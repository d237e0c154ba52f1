/// HTTP request methods understood by the server.
///
/// Only GET and POST are served. Every other token is carried as
/// [`RequestStart::Unsupported`] and answered with 501.
#[derive(Debug, Clone, Copy, PartialEq, Eq)]
pub enum Method {
    /// GET - Retrieve a static resource
    Get,
    /// POST - Forward the body to the command channel
    Post,
}

impl Method {
    /// Parses a method token, ignoring ASCII case.
    ///
    /// # Example
    ///
    /// ```
    /// # use sqlhttpd::http::request::Method;
    /// assert_eq!(Method::from_token("GET"), Some(Method::Get));
    /// assert_eq!(Method::from_token("post"), Some(Method::Post));
    /// assert_eq!(Method::from_token("DELETE"), None);
    /// ```
    pub fn from_token(token: &str) -> Option<Self> {
        if token.eq_ignore_ascii_case("GET") {
            Some(Method::Get)
        } else if token.eq_ignore_ascii_case("POST") {
            Some(Method::Post)
        } else {
            None
        }
    }

    pub fn as_str(&self) -> &'static str {
        match self {
            Method::Get => "GET",
            Method::Post => "POST",
        }
    }
}

/// The method and target extracted from a request line.
///
/// The HTTP version token and anything after it are not kept.
#[derive(Debug, Clone, PartialEq, Eq)]
pub struct RequestLine {
    pub method: Method,
    /// The request target as sent (e.g. "/index.html")
    pub target: String,
}

/// Outcome of tokenizing a request line.
#[derive(Debug, Clone, PartialEq, Eq)]
pub enum RequestStart {
    /// GET or POST, with the target parsed.
    Supported(RequestLine),
    /// Any other method token. The target is never parsed.
    Unsupported(String),
}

> EXERCISE
Return word for word the line with "ignoring ASCII case." and every line after it through the end of the records above.

> RESPONSE
    /// Parses a method token, ignoring ASCII case.
    ///
    /// # Example
    ///
    /// ```
    /// # use sqlhttpd::http::request::Method;
    /// assert_eq!(Method::from_token("GET"), Some(Method::Get));
    /// assert_eq!(Method::from_token("post"), Some(Method::Post));
    /// assert_eq!(Method::from_token("DELETE"), None);
    /// ```
    pub fn from_token(token: &str) -> Option<Self> {
        if token.eq_ignore_ascii_case("GET") {
            Some(Method::Get)
        } else if token.eq_ignore_ascii_case("POST") {
            Some(Method::Post)
        } else {
            None
        }
    }

    pub fn as_str(&self) -> &'static str {
        match self {
            Method::Get => "GET",
            Method::Post => "POST",
        }
    }
}

/// The method and target extracted from a request line.
///
/// The HTTP version token and anything after it are not kept.
#[derive(Debug, Clone, PartialEq, Eq)]
pub struct RequestLine {
    pub method: Method,
    /// The request target as sent (e.g. "/index.html")
    pub target: String,
}

/// Outcome of tokenizing a request line.
#[derive(Debug, Clone, PartialEq, Eq)]
pub enum RequestStart {
    /// GET or POST, with the target parsed.
    Supported(RequestLine),
    /// Any other method token. The target is never parsed.
    Unsupported(String),
}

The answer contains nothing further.